Action item -
Among the entries that follow, find every line with the word "description" and copy it.

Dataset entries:
--------------------------------------------------

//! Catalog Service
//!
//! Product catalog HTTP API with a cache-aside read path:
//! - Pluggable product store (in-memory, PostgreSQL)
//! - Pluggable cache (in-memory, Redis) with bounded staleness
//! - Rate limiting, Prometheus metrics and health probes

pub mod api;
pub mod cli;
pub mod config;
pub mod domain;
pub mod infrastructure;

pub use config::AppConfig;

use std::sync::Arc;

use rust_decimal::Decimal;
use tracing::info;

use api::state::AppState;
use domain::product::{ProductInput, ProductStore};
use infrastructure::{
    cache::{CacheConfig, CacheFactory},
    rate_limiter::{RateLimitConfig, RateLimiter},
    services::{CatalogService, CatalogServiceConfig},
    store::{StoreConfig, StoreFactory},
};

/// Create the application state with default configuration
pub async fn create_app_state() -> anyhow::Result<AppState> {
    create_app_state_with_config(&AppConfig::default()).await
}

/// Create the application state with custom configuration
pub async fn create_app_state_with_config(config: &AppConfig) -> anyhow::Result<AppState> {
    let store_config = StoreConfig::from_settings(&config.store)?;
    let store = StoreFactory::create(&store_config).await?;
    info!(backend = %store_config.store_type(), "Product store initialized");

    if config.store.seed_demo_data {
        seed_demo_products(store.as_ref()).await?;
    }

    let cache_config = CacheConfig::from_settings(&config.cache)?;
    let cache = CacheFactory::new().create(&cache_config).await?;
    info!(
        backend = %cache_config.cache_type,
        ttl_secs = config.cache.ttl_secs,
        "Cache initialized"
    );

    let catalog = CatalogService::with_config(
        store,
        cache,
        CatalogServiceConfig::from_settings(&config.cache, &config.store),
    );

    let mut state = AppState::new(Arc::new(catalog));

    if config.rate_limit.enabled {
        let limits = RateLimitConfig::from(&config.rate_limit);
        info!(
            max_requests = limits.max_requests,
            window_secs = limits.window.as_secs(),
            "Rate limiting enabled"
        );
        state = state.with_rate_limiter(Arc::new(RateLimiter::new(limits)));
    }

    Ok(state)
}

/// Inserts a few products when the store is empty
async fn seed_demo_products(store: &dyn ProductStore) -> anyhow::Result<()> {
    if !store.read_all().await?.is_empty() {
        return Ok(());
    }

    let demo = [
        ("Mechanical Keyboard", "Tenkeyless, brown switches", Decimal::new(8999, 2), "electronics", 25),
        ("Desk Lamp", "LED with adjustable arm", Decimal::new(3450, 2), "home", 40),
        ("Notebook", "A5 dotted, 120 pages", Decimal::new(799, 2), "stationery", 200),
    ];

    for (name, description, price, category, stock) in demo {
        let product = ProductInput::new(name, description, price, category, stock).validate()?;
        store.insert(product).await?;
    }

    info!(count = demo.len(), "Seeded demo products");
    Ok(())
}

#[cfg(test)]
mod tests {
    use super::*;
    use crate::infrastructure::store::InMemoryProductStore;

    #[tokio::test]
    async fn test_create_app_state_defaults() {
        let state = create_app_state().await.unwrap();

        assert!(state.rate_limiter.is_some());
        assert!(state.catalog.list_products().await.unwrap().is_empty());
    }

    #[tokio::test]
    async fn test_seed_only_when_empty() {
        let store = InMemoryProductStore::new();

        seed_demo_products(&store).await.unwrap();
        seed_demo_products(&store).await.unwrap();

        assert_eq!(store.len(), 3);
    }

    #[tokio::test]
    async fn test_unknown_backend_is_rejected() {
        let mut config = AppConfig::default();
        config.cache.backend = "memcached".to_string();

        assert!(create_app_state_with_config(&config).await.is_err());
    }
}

--------------------------------------------------

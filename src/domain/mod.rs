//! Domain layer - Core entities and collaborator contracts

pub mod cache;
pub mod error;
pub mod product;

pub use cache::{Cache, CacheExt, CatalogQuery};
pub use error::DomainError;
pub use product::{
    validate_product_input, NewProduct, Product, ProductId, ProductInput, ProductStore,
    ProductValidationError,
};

--------------------------------------------------

Task result -
    for (name, description, price, category, stock) in demo {
        let product = ProductInput::new(name, description, price, category, stock).validate()?;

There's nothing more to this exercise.